U.S. Supreme Court Justice Clarence Thomas.

U.S. Supreme Court Justices Clarence Thomas and Ruth Bader Ginsburg dissented Monday when the high court refused to hear the case of a man whose wife died at a naval hospital because of complications from childbirth.

The petitioner, Walter Daniel, had filed a tort suit in the death of his wife, a Navy lieutenant. The lower courts had ruled that Daniel’s suit was barred by the Supreme Court case Feres v. United States. That 1950 decision had held that military personnel injured by the negligence of a federal employee cannot sue the United States under the Federal Tort Claims Act.

In his dissent from the refusal to grant cert, Thomas said the Supreme Court should have accepted Daniel’s case to consider overruling Feres. Ginsburg did not join Thomas’ dissent.
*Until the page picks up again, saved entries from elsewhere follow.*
//! Conversion options and configuration.

use std::ops::RangeInclusive;

/// Horizontal gap between pages in a merged drawing, in output units.
pub const DEFAULT_PAGE_GAP: f64 = 50.0;

/// Options for converting a document.
#[derive(Debug, Clone)]
pub struct ConvertOptions {
    /// How selected pages are distributed over output files
    pub layout: LayoutMode,

    /// Which source pages to convert
    pub pages: PageSelection,

    /// Gap between consecutive pages in merged layout
    pub page_gap: f64,

    /// Whether to translate pages in parallel
    pub parallel: bool,
}

impl ConvertOptions {
    /// Create new conversion options with defaults.
    pub fn new() -> Self {
        Self::default()
    }

    /// Set layout mode.
    pub fn with_layout(mut self, layout: LayoutMode) -> Self {
        self.layout = layout;
        self
    }

    /// Merge all selected pages into one drawing.
    pub fn merged(mut self) -> Self {
        self.layout = LayoutMode::Merged;
        self
    }

    /// Set page selection.
    pub fn with_pages(mut self, pages: PageSelection) -> Self {
        self.pages = pages;
        self
    }

    /// Set specific pages (0-indexed).
    pub fn with_page_list(mut self, pages: Vec<i64>) -> Self {
        self.pages = PageSelection::Indices(pages);
        self
    }

    /// Set the merged-layout page gap.
    pub fn with_page_gap(mut self, gap: f64) -> Self {
        self.page_gap = gap;
        self
    }

    /// Enable or disable parallel processing.
    pub fn with_parallel(mut self, parallel: bool) -> Self {
        self.parallel = parallel;
        self
    }

    /// Disable parallel processing.
    pub fn sequential(mut self) -> Self {
        self.parallel = false;
        self
    }
}

impl Default for ConvertOptions {
    fn default() -> Self {
        Self {
            layout: LayoutMode::PerPage,
            pages: PageSelection::All,
            page_gap: DEFAULT_PAGE_GAP,
            parallel: true,
        }
    }
}

/// How selected pages are laid out over output files.
#[derive(Debug, Clone, Copy, PartialEq, Eq, Default, serde::Serialize, serde::Deserialize)]
#[serde(rename_all = "snake_case")]
pub enum LayoutMode {
    /// One file per page when several pages are selected
    #[default]
    PerPage,
    /// A single file with pages side by side
    Merged,
}

/// Page selection for conversion.
#[derive(Debug, Clone, Default, PartialEq, Eq)]
pub enum PageSelection {
    /// Convert all pages in document order
    #[default]
    All,
    /// Convert specific pages (0-indexed, in the given order)
    ///
    /// Indices are signed so that out-of-range requests such as `-1`
    /// survive parsing and are reported during page resolution.
    Indices(Vec<i64>),
    /// Convert inclusive page ranges (0-indexed, in the given order)
    ///
    /// Ranges are kept unexpanded and clamped to the document when the
    /// selection is resolved.
    Ranges(Vec<RangeInclusive<i64>>),
}

impl PageSelection {
    /// Requested pages as inclusive spans, `None` for all pages.
    ///
    /// A single index `i` becomes the span `i..=i`.
    pub fn spans(&self) -> Option<Vec<RangeInclusive<i64>>> {
        match self {
            PageSelection::All => None,
            PageSelection::Indices(pages) => Some(pages.iter().map(|&p| p..=p).collect()),
            PageSelection::Ranges(ranges) => Some(ranges.clone()),
        }
    }

    /// Number of explicitly requested indices, `None` for all pages.
    ///
    /// Saturates at `usize::MAX` for huge ranges.
    pub fn requested(&self) -> Option<usize> {
        let spans = self.spans()?;
        let total = spans.iter().fold(0usize, |acc, span| {
            let len = i128::from(*span.end()) - i128::from(*span.start()) + 1;
            let len = usize::try_from(len.max(0)).unwrap_or(usize::MAX);
            acc.saturating_add(len)
        });
        Some(total)
    }

    /// Parse a page selection string (e.g., "0,2,5", "0-3,7", "all").
    ///
    /// Indices are 0-based; ranges are inclusive. Order is preserved and
    /// ranges are never expanded, so "0-4000000000" stays one span.
    pub fn parse(s: &str) -> Result<Self, String> {
        let s = s.trim();

        if s.is_empty() || s.eq_ignore_ascii_case("all") {
            return Ok(PageSelection::All);
        }

        let mut spans = Vec::new();
        for part in s.split(',') {
            let part = part.trim();
            if part.is_empty() {
                continue;
            }
            if let Ok(p) = part.parse::<i64>() {
                spans.push(p..=p);
                continue;
            }
            let (start, end) = part
                .split_once('-')
                .ok_or_else(|| format!("Invalid page number: {}", part))?;
            let start: i64 = start
                .trim()
                .parse()
                .map_err(|_| format!("Invalid start page: {}", part))?;
            let end: i64 = end
                .trim()
                .parse()
                .map_err(|_| format!("Invalid end page: {}", part))?;
            if start > end {
                return Err(format!("Descending page range: {}", part));
            }
            spans.push(start..=end);
        }

        if spans.is_empty() {
            return Err(format!("No page numbers in: {}", s));
        }
        Ok(PageSelection::Ranges(spans))
    }
}

impl std::str::FromStr for PageSelection {
    type Err = crate::error::Error;

    fn from_str(s: &str) -> Result<Self, Self::Err> {
        PageSelection::parse(s).map_err(crate::error::Error::InvalidPageList)
    }
}
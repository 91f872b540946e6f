//! Integration tests for the drawing writers.

use std::fs;
use std::sync::Arc;

use dxf::entities::EntityType;
use dxf::Drawing;
use pdf2dxf::convert::{ConvertOptions, Pipeline};
use pdf2dxf::model::{Document, DrawingCommand, Page, TextSpan};
use pdf2dxf::writer::{DrawingWriter, DxfWriter, JsonWriter, WriterRegistry};
use pdf2dxf::{convert_file, Error};

fn sample_page() -> Page {
    Page::new(0, 200.0, 100.0)
        .with_command(DrawingCommand::line((0.0, 0.0), (10.0, 10.0)))
        .with_command(DrawingCommand::rect(10.0, 10.0, 50.0, 30.0))
        .with_command(DrawingCommand::curve(
            (0.0, 50.0),
            (10.0, 40.0),
            (20.0, 40.0),
            (30.0, 50.0),
        ))
        .with_span(TextSpan::new("Room {A}", 9.0, (60.0, 70.0)))
}

fn layer_colors(drawing: &Drawing) -> Vec<(String, u8)> {
    drawing
        .layers()
        .filter(|l| l.name.starts_with("PDF_"))
        .map(|l| (l.name.clone(), l.color.index().map(|i| i as u8).unwrap_or(0)))
        .collect()
}

#[test]
fn test_dxf_file_reloads_with_layers_and_entities() {
    let dir = tempfile::tempdir().unwrap();
    let output = dir.path().join("single.dxf");

    let mut doc = Document::new();
    doc.add_page(sample_page());
    let writer: Arc<dyn DrawingWriter> = Arc::new(DxfWriter::new());
    let report = Pipeline::new(writer).run(&doc, &output).unwrap();
    assert_eq!(report.files, vec![output.clone()]);

    let drawing = Drawing::load_file(&output).unwrap();
    let mut colors = layer_colors(&drawing);
    colors.sort();
    assert_eq!(
        colors,
        vec![("PDF_GEOMETRY".to_string(), 7), ("PDF_TEXT".to_string(), 1)]
    );

    let entities: Vec<_> = drawing.entities().collect();
    assert_eq!(entities.len(), 4);

    match &entities[0].specific {
        EntityType::Line(line) => {
            assert_eq!((line.p1.x, line.p1.y), (0.0, 100.0));
            assert_eq!((line.p2.x, line.p2.y), (10.0, 90.0));
        }
        other => panic!("Expected line, got {:?}", other),
    }
    match &entities[1].specific {
        EntityType::LwPolyline(poly) => {
            assert!(poly.is_closed());
            assert_eq!(poly.vertices.len(), 5);
            assert_eq!((poly.vertices[2].x, poly.vertices[2].y), (50.0, 70.0));
        }
        other => panic!("Expected polyline, got {:?}", other),
    }
    match &entities[2].specific {
        EntityType::Spline(spline) => {
            assert_eq!(spline.degree_of_curve, 3);
            assert_eq!(spline.control_points.len(), 4);
            assert_eq!(spline.control_points[1].y, 60.0);
        }
        other => panic!("Expected spline, got {:?}", other),
    }
    match &entities[3].specific {
        EntityType::MText(mtext) => {
            assert_eq!(entities[3].common.layer, "PDF_TEXT");
            assert_eq!(mtext.text, "Room \\{A\\}");
            assert_eq!(mtext.initial_text_height, 9.0);
            assert_eq!(
                (mtext.insertion_point.x, mtext.insertion_point.y),
                (60.0, 30.0)
            );
        }
        other => panic!("Expected mtext, got {:?}", other),
    }
    assert!(entities[..3]
        .iter()
        .all(|e| e.common.layer == "PDF_GEOMETRY"));
}

#[test]
fn test_long_text_is_split_into_string_groups() {
    let dir = tempfile::tempdir().unwrap();
    let output = dir.path().join("long.dxf");
    let content = format!("{}{{\\}}\n{}", "Note ".repeat(60), "y".repeat(200));
    let escaped = format!("{}\\{{\\\\\\}}\\P{}", "Note ".repeat(60), "y".repeat(200));

    let mut doc = Document::new();
    doc.add_page(Page::new(0, 200.0, 100.0).with_span(TextSpan::new(content, 9.0, (5.0, 5.0))));
    let writer: Arc<dyn DrawingWriter> = Arc::new(DxfWriter::new());
    Pipeline::new(writer).run(&doc, &output).unwrap();

    // Raw group pairs of the MTEXT entity, up to the next entity.
    let raw = fs::read_to_string(&output).unwrap();
    let lines: Vec<&str> = raw.lines().map(str::trim_end).collect();
    let start = lines
        .chunks(2)
        .position(|pair| pair[0].trim() == "0" && pair.get(1) == Some(&"MTEXT"))
        .unwrap();
    let mut string_groups = Vec::new();
    for pair in lines.chunks(2).skip(start + 1) {
        match pair[0].trim() {
            "0" => break,
            code @ ("1" | "3") => string_groups.push((code.to_string(), pair[1].to_string())),
            _ => {}
        }
    }
    assert!(string_groups.iter().any(|(code, _)| code == "3"));
    assert!(string_groups.iter().all(|(_, value)| value.len() <= 250));
    assert_eq!(string_groups.last().map(|(code, _)| code.as_str()), Some("1"));

    let drawing = Drawing::load_file(&output).unwrap();
    match &drawing.entities().next().unwrap().specific {
        EntityType::MText(mtext) => {
            assert!(!mtext.extended_text.is_empty());
            assert_eq!(format!("{}{}", mtext.extended_text.concat(), mtext.text), escaped);
        }
        other => panic!("Expected mtext, got {:?}", other),
    };
}

#[test]
fn test_each_split_file_owns_its_layers() {
    let dir = tempfile::tempdir().unwrap();
    let input = dir.path().join("pages.json");
    let mut doc = Document::new();
    doc.add_page(sample_page());
    doc.add_page(sample_page());
    fs::write(&input, serde_json::to_vec(&doc).unwrap()).unwrap();

    let output = dir.path().join("split.dxf");
    let report = convert_file(&input, &output, &ConvertOptions::new()).unwrap();
    assert_eq!(report.files.len(), 2);

    for path in &report.files {
        let drawing = Drawing::load_file(path).unwrap();
        assert_eq!(layer_colors(&drawing).len(), 2);
        assert_eq!(drawing.entities().count(), 4);
    }
}

#[test]
fn test_merged_extents_cover_all_pages() {
    let dir = tempfile::tempdir().unwrap();
    let output = dir.path().join("merged.dxf");
    let mut doc = Document::new();
    doc.add_page(sample_page());
    doc.add_page(sample_page());

    let writer: Arc<dyn DrawingWriter> = Arc::new(DxfWriter::new());
    Pipeline::new(writer)
        .with_options(ConvertOptions::new().merged())
        .run(&doc, &output)
        .unwrap();

    let drawing = Drawing::load_file(&output).unwrap();
    assert_eq!(drawing.entities().count(), 8);
    // Second page starts at 200 + 50; its text anchor sits at x = 310.
    assert_eq!(drawing.header.maximum_drawing_extents.x, 310.0);
    assert_eq!(drawing.header.minimum_drawing_extents.x, 0.0);
}

#[test]
fn test_json_output_selected_by_extension() {
    let dir = tempfile::tempdir().unwrap();
    let output = dir.path().join("dump.json");
    let mut doc = Document::new();
    doc.add_page(sample_page());

    let writer = WriterRegistry::with_defaults().for_path(&output).unwrap();
    assert_eq!(writer.name(), JsonWriter::new().name());
    Pipeline::new(writer).run(&doc, &output).unwrap();

    let value: serde_json::Value = serde_json::from_slice(&fs::read(&output).unwrap()).unwrap();
    let entities = value["batches"][0]["entities"].as_array().unwrap();
    assert_eq!(entities.len(), 4);
    assert_eq!(entities[0]["type"], "line");
    assert_eq!(entities[3]["layer"], "text");
}

#[test]
fn test_failed_write_leaves_no_file() {
    let dir = tempfile::tempdir().unwrap();
    let output = dir.path().join("missing").join("out.dxf");
    let mut doc = Document::new();
    doc.add_page(sample_page());

    let writer: Arc<dyn DrawingWriter> = Arc::new(DxfWriter::new());
    let result = Pipeline::new(writer).run(&doc, &output);
    assert!(matches!(result, Err(Error::Write { .. })));
    assert!(!output.exists());
}
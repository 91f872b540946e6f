//! Output-side entity and layer types.
//!
//! Entities are expressed in output space: origin bottom-left, Y up.

use super::{Bounds, Point};
use serde::{Deserialize, Serialize};

/// Semantic layer an entity is classified onto.
#[derive(Debug, Clone, Copy, PartialEq, Eq, Hash, PartialOrd, Ord, Serialize, Deserialize)]
#[serde(rename_all = "snake_case")]
pub enum LayerId {
    /// Vector geometry (lines, rectangles, curves)
    Geometry,
    /// Text annotations
    Text,
}

impl LayerId {
    /// All layers, in table order.
    pub const ALL: [LayerId; 2] = [LayerId::Geometry, LayerId::Text];

    /// Layer name written to the output drawing.
    pub fn name(self) -> &'static str {
        match self {
            LayerId::Geometry => "PDF_GEOMETRY",
            LayerId::Text => "PDF_TEXT",
        }
    }

    /// Default AutoCAD color index of the layer.
    pub fn default_color(self) -> u8 {
        match self {
            LayerId::Geometry => 7,
            LayerId::Text => 1,
        }
    }
}

/// A layer table entry.
#[derive(Debug, Clone, PartialEq, Serialize, Deserialize)]
pub struct Layer {
    /// Which semantic layer this entry describes
    pub id: LayerId,

    /// Layer name
    pub name: String,

    /// AutoCAD color index (1-255)
    pub color: u8,
}

impl Layer {
    /// Create the default entry for a layer id.
    pub fn new(id: LayerId) -> Self {
        Self {
            id,
            name: id.name().to_string(),
            color: id.default_color(),
        }
    }
}

/// The layer table of one output file.
///
/// Every output file owns a fresh set; entries are never shared.
#[derive(Debug, Clone, PartialEq, Serialize, Deserialize)]
pub struct LayerSet {
    layers: Vec<Layer>,
}

impl LayerSet {
    /// Create the standard geometry + text layer set.
    pub fn new() -> Self {
        Self {
            layers: LayerId::ALL.iter().copied().map(Layer::new).collect(),
        }
    }

    /// Look up a layer entry.
    pub fn get(&self, id: LayerId) -> Option<&Layer> {
        self.layers.iter().find(|l| l.id == id)
    }

    /// Iterate over layer entries in table order.
    pub fn iter(&self) -> impl Iterator<Item = &Layer> {
        self.layers.iter()
    }

    /// Number of layers.
    pub fn len(&self) -> usize {
        self.layers.len()
    }

    /// Check if the set has no layers.
    pub fn is_empty(&self) -> bool {
        self.layers.is_empty()
    }
}

impl Default for LayerSet {
    fn default() -> Self {
        Self::new()
    }
}

/// Which corner of a text box its anchor point refers to.
#[derive(Debug, Clone, Copy, PartialEq, Eq, Default, Serialize, Deserialize)]
#[serde(rename_all = "snake_case")]
pub enum AnchorCorner {
    /// Anchor is the bottom-left corner of the text box, on the baseline
    #[default]
    BottomLeft,
}

/// Geometry of one output entity.
#[derive(Debug, Clone, PartialEq, Serialize, Deserialize)]
#[serde(tag = "type", rename_all = "snake_case")]
pub enum EntityKind {
    /// Straight line
    Line {
        /// Start point
        start: Point,
        /// End point
        end: Point,
    },

    /// Lightweight polyline
    Polyline {
        /// Vertices in order
        points: Vec<Point>,
        /// Whether the polyline is flagged closed
        closed: bool,
    },

    /// Cubic curve defined by control points
    Curve {
        /// The four control points
        control_points: [Point; 4],
        /// Curve degree (always 3)
        degree: u8,
    },

    /// Text annotation
    Text {
        /// Text content, untrimmed
        content: String,
        /// Character height
        height: f64,
        /// Anchor point
        anchor: Point,
        /// Corner the anchor refers to
        anchor_corner: AnchorCorner,
    },
}

impl EntityKind {
    /// Points spanned by the entity, used for extents.
    pub fn points(&self) -> Vec<Point> {
        match self {
            EntityKind::Line { start, end } => vec![*start, *end],
            EntityKind::Polyline { points, .. } => points.clone(),
            EntityKind::Curve { control_points, .. } => control_points.to_vec(),
            EntityKind::Text { anchor, .. } => vec![*anchor],
        }
    }

    /// Short type name, e.g. for logging.
    pub fn type_name(&self) -> &'static str {
        match self {
            EntityKind::Line { .. } => "line",
            EntityKind::Polyline { .. } => "polyline",
            EntityKind::Curve { .. } => "curve",
            EntityKind::Text { .. } => "text",
        }
    }
}

/// A drawable primitive tagged with its layer.
#[derive(Debug, Clone, PartialEq, Serialize, Deserialize)]
pub struct OutputEntity {
    /// Layer classification
    pub layer: LayerId,

    /// Entity geometry
    #[serde(flatten)]
    pub kind: EntityKind,
}

impl OutputEntity {
    /// Create an entity on a layer.
    pub fn new(layer: LayerId, kind: EntityKind) -> Self {
        Self { layer, kind }
    }

    /// Bounds of the entity's points.
    pub fn bounds(&self) -> Option<Bounds> {
        Bounds::of_points(self.kind.points())
    }
}

/// All entities produced from exactly one source page.
#[derive(Debug, Clone, PartialEq, Serialize, Deserialize)]
pub struct EntityBatch {
    /// Index of the source page (0-indexed)
    pub page_index: usize,

    /// Horizontal offset the page was placed at
    pub x_offset: f64,

    /// Entities, geometry first then text, each in source order
    pub entities: Vec<OutputEntity>,
}

impl EntityBatch {
    /// Create an empty batch for a page placement.
    pub fn new(page_index: usize, x_offset: f64) -> Self {
        Self {
            page_index,
            x_offset,
            entities: Vec::new(),
        }
    }

    /// Number of entities in the batch.
    pub fn len(&self) -> usize {
        self.entities.len()
    }

    /// Check if the batch is empty.
    pub fn is_empty(&self) -> bool {
        self.entities.is_empty()
    }

    /// Bounds of every entity point in the batch.
    pub fn bounds(&self) -> Option<Bounds> {
        self.entities
            .iter()
            .filter_map(OutputEntity::bounds)
            .reduce(Bounds::union)
    }
}

#[cfg(test)]
mod tests {
    use super::*;

    #[test]
    fn test_layer_set_fresh() {
        let layers = LayerSet::new();
        assert_eq!(layers.len(), 2);
        assert_eq!(layers.get(LayerId::Geometry).unwrap().name, "PDF_GEOMETRY");
        assert_eq!(layers.get(LayerId::Text).unwrap().color, 1);
        let names: Vec<_> = layers.iter().map(|l| l.name.as_str()).collect();
        assert_eq!(names, vec!["PDF_GEOMETRY", "PDF_TEXT"]);
    }

    #[test]
    fn test_batch_bounds_and_layers() {
        let mut batch = EntityBatch::new(0, 0.0);
        batch.entities.push(OutputEntity::new(
            LayerId::Geometry,
            EntityKind::Line {
                start: Point::new(0.0, 0.0),
                end: Point::new(5.0, 2.0),
            },
        ));
        batch.entities.push(OutputEntity::new(
            LayerId::Text,
            EntityKind::Text {
                content: "A".into(),
                height: 10.0,
                anchor: Point::new(-1.0, 8.0),
                anchor_corner: AnchorCorner::BottomLeft,
            },
        ));

        let bounds = batch.bounds().unwrap();
        assert_eq!(bounds.min, Point::new(-1.0, 0.0));
        assert_eq!(bounds.max, Point::new(5.0, 8.0));
    }

    #[test]
    fn test_entity_json_shape() {
        let entity = OutputEntity::new(
            LayerId::Geometry,
            EntityKind::Line {
                start: Point::new(0.0, 100.0),
                end: Point::new(10.0, 90.0),
            },
        );
        let json = serde_json::to_value(&entity).unwrap();
        assert_eq!(json["layer"], "geometry");
        assert_eq!(json["type"], "line");
        assert_eq!(json["end"]["y"], 90.0);
    }
}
Feres has had “unfortunate repercussions,” Thomas wrote. He cited a March Supreme Court decision allowing two veterans who developed cancer from asbestos to sue equipment manufacturers, even though asbestos was added to the equipment by the Navy. The majority decision was based on the manufacturer’s duty to warn about the integrated product when it had reason to know that it would be dangerous.

Thomas was one of three dissenters in that March 19 asbestos decision, Air & Liquid Systems Corp. v. DeVries. Ginsburg was in the majority.

Thomas said the court in Air & Liquid Systems Corp. “twisted traditional tort principles” to give the veterans the possibility of relief.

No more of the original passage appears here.